*REQUIREMENT*.
Please reproduce all of the entries exactly, without omitting any.

*PROVIDED MATERIAL*.

......

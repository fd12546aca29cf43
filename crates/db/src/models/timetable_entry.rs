//! Timetable entry model and DTOs.
//!
//! The row keeps nullable subject/faculty/event columns guarded by the
//! `ck_timetable_entries_kind` CHECK constraint; [`TimetableEntry::kind`]
//! surfaces them as the core crate's tagged [`EntryKind`].

use chrono::NaiveDate;
use collegium_core::error::CoreError;
use collegium_core::timetable::{DayOfWeek, EntryDraft, EntryKind, EntryType, ExistingEntry};
use collegium_core::types::{DbId, Timestamp};
use serde::{Deserialize, Serialize};
use sqlx::FromRow;

/// A row from the `timetable_entries` table.
#[derive(Debug, Clone, FromRow, Serialize, Deserialize)]
pub struct TimetableEntry {
    pub id: DbId,
    pub batch_id: DbId,
    pub subject_id: Option<DbId>,
    pub faculty_id: Option<DbId>,
    pub event_title: Option<String>,
    pub event_color: Option<String>,
    pub time_slot_id: DbId,
    pub day_of_week: i16,
    pub entry_date: Option<NaiveDate>,
    pub entry_type: String,
    pub source_template_id: Option<DbId>,
    pub is_active: bool,
    pub notes: Option<String>,
    pub created_by: Option<DbId>,
    pub created_at: Timestamp,
    pub updated_at: Timestamp,
}

impl TimetableEntry {
    /// The entry's kind as the core tagged variant. Errors only on rows
    /// that somehow violate the CHECK constraint.
    pub fn kind(&self) -> Result<EntryKind, CoreError> {
        match (self.subject_id, self.faculty_id, &self.event_title) {
            (Some(subject_id), Some(faculty_id), None) => Ok(EntryKind::Lesson {
                subject_id,
                faculty_id,
            }),
            (None, None, Some(title)) => Ok(EntryKind::CustomEvent {
                title: title.clone(),
                color: self.event_color.clone(),
            }),
            _ => Err(CoreError::Internal(format!(
                "timetable entry {} has inconsistent kind columns",
                self.id
            ))),
        }
    }

    /// Projection used by the conflict detector.
    pub fn to_existing(&self) -> Result<ExistingEntry, CoreError> {
        Ok(ExistingEntry {
            id: self.id,
            batch_id: self.batch_id,
            subject_id: self.subject_id,
            faculty_id: self.faculty_id,
            time_slot_id: self.time_slot_id,
            day_of_week: DayOfWeek::from_i16(self.day_of_week)?,
            entry_date: self.entry_date,
        })
    }

    /// Rebuild a draft from a stored row, e.g. when cloning it into
    /// another batch.
    pub fn to_draft(&self) -> Result<EntryDraft, CoreError> {
        Ok(EntryDraft {
            batch_id: self.batch_id,
            kind: self.kind()?,
            time_slot_id: self.time_slot_id,
            day_of_week: DayOfWeek::from_i16(self.day_of_week)?,
            entry_date: self.entry_date,
            entry_type: EntryType::parse(&self.entry_type)?,
            source_template_id: self.source_template_id,
            notes: self.notes.clone(),
        })
    }
}

/// Insert DTO, normally built from a validated [`EntryDraft`].
#[derive(Debug, Clone)]
pub struct CreateTimetableEntry {
    pub batch_id: DbId,
    pub subject_id: Option<DbId>,
    pub faculty_id: Option<DbId>,
    pub event_title: Option<String>,
    pub event_color: Option<String>,
    pub time_slot_id: DbId,
    pub day_of_week: i16,
    pub entry_date: Option<NaiveDate>,
    pub entry_type: String,
    pub source_template_id: Option<DbId>,
    pub notes: Option<String>,
    pub created_by: Option<DbId>,
}

impl CreateTimetableEntry {
    pub fn from_draft(draft: &EntryDraft, created_by: Option<DbId>) -> Self {
        let (subject_id, faculty_id, event_title, event_color) = match &draft.kind {
            EntryKind::Lesson {
                subject_id,
                faculty_id,
            } => (Some(*subject_id), Some(*faculty_id), None, None),
            EntryKind::CustomEvent { title, color } => {
                (None, None, Some(title.clone()), color.clone())
            }
        };
        Self {
            batch_id: draft.batch_id,
            subject_id,
            faculty_id,
            event_title,
            event_color,
            time_slot_id: draft.time_slot_id,
            day_of_week: draft.day_of_week.as_i16(),
            entry_date: draft.entry_date,
            entry_type: draft.entry_type.as_str().to_string(),
            source_template_id: draft.source_template_id,
            notes: draft.notes.clone(),
            created_by,
        }
    }
}

/// Patch DTO. Slot/day/date moves go through the reschedule bulk
/// operation, not here.
#[derive(Debug, Deserialize)]
pub struct UpdateTimetableEntry {
    pub entry_type: Option<String>,
    pub notes: Option<String>,
}

/// Query filters for listing entries.
#[derive(Debug, Default, Deserialize)]
pub struct EntryListQuery {
    pub batch_id: Option<DbId>,
    pub faculty_id: Option<DbId>,
    pub day_of_week: Option<i16>,
    pub date_from: Option<NaiveDate>,
    pub date_to: Option<NaiveDate>,
    #[serde(default)]
    pub include_inactive: bool,
}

......

*THE ANSWER*.
repository fd12546aca29cf43
filename crates/db/src/models/timetable_entry.rs
//! Timetable entry model and DTOs.
//!
//! The row keeps nullable subject/faculty/event columns guarded by the
//! `ck_timetable_entries_kind` CHECK constraint; [`TimetableEntry::kind`]
//! surfaces them as the core crate's tagged [`EntryKind`].

use chrono::NaiveDate;
use collegium_core::error::CoreError;
use collegium_core::timetable::{DayOfWeek, EntryDraft, EntryKind, EntryType, ExistingEntry};
use collegium_core::types::{DbId, Timestamp};
use serde::{Deserialize, Serialize};
use sqlx::FromRow;

/// A row from the `timetable_entries` table.
#[derive(Debug, Clone, FromRow, Serialize, Deserialize)]
pub struct TimetableEntry {
    pub id: DbId,
    pub batch_id: DbId,
    pub subject_id: Option<DbId>,
    pub faculty_id: Option<DbId>,
    pub event_title: Option<String>,
    pub event_color: Option<String>,
    pub time_slot_id: DbId,
    pub day_of_week: i16,
    pub entry_date: Option<NaiveDate>,
    pub entry_type: String,
    pub source_template_id: Option<DbId>,
    pub is_active: bool,
    pub notes: Option<String>,
    pub created_by: Option<DbId>,
    pub created_at: Timestamp,
    pub updated_at: Timestamp,
}

impl TimetableEntry {
    /// The entry's kind as the core tagged variant. Errors only on rows
    /// that somehow violate the CHECK constraint.
    pub fn kind(&self) -> Result<EntryKind, CoreError> {
        match (self.subject_id, self.faculty_id, &self.event_title) {
            (Some(subject_id), Some(faculty_id), None) => Ok(EntryKind::Lesson {
                subject_id,
                faculty_id,
            }),
            (None, None, Some(title)) => Ok(EntryKind::CustomEvent {
                title: title.clone(),
                color: self.event_color.clone(),
            }),
            _ => Err(CoreError::Internal(format!(
                "timetable entry {} has inconsistent kind columns",
                self.id
            ))),
        }
    }

    /// Projection used by the conflict detector.
    pub fn to_existing(&self) -> Result<ExistingEntry, CoreError> {
        Ok(ExistingEntry {
            id: self.id,
            batch_id: self.batch_id,
            subject_id: self.subject_id,
            faculty_id: self.faculty_id,
            time_slot_id: self.time_slot_id,
            day_of_week: DayOfWeek::from_i16(self.day_of_week)?,
            entry_date: self.entry_date,
        })
    }

    /// Rebuild a draft from a stored row, e.g. when cloning it into
    /// another batch.
    pub fn to_draft(&self) -> Result<EntryDraft, CoreError> {
        Ok(EntryDraft {
            batch_id: self.batch_id,
            kind: self.kind()?,
            time_slot_id: self.time_slot_id,
            day_of_week: DayOfWeek::from_i16(self.day_of_week)?,
            entry_date: self.entry_date,
            entry_type: EntryType::parse(&self.entry_type)?,
            source_template_id: self.source_template_id,
            notes: self.notes.clone(),
        })
    }
}

/// Insert DTO, normally built from a validated [`EntryDraft`].
#[derive(Debug, Clone)]
pub struct CreateTimetableEntry {
    pub batch_id: DbId,
    pub subject_id: Option<DbId>,
    pub faculty_id: Option<DbId>,
    pub event_title: Option<String>,
    pub event_color: Option<String>,
    pub time_slot_id: DbId,
    pub day_of_week: i16,
    pub entry_date: Option<NaiveDate>,
    pub entry_type: String,
    pub source_template_id: Option<DbId>,
    pub notes: Option<String>,
    pub created_by: Option<DbId>,
}

impl CreateTimetableEntry {
    pub fn from_draft(draft: &EntryDraft, created_by: Option<DbId>) -> Self {
        let (subject_id, faculty_id, event_title, event_color) = match &draft.kind {
            EntryKind::Lesson {
                subject_id,
                faculty_id,
            } => (Some(*subject_id), Some(*faculty_id), None, None),
            EntryKind::CustomEvent { title, color } => {
                (None, None, Some(title.clone()), color.clone())
            }
        };
        Self {
            batch_id: draft.batch_id,
            subject_id,
            faculty_id,
            event_title,
            event_color,
            time_slot_id: draft.time_slot_id,
            day_of_week: draft.day_of_week.as_i16(),
            entry_date: draft.entry_date,
            entry_type: draft.entry_type.as_str().to_string(),
            source_template_id: draft.source_template_id,
            notes: draft.notes.clone(),
            created_by,
        }
    }
}

/// Patch DTO. Slot/day/date moves go through the reschedule bulk
/// operation, not here.
#[derive(Debug, Deserialize)]
pub struct UpdateTimetableEntry {
    pub entry_type: Option<String>,
    pub notes: Option<String>,
}

/// Query filters for listing entries.
#[derive(Debug, Default, Deserialize)]
pub struct EntryListQuery {
    pub batch_id: Option<DbId>,
    pub faculty_id: Option<DbId>,
    pub day_of_week: Option<i16>,
    pub date_from: Option<NaiveDate>,
    pub date_to: Option<NaiveDate>,
    #[serde(default)]
    pub include_inactive: bool,
}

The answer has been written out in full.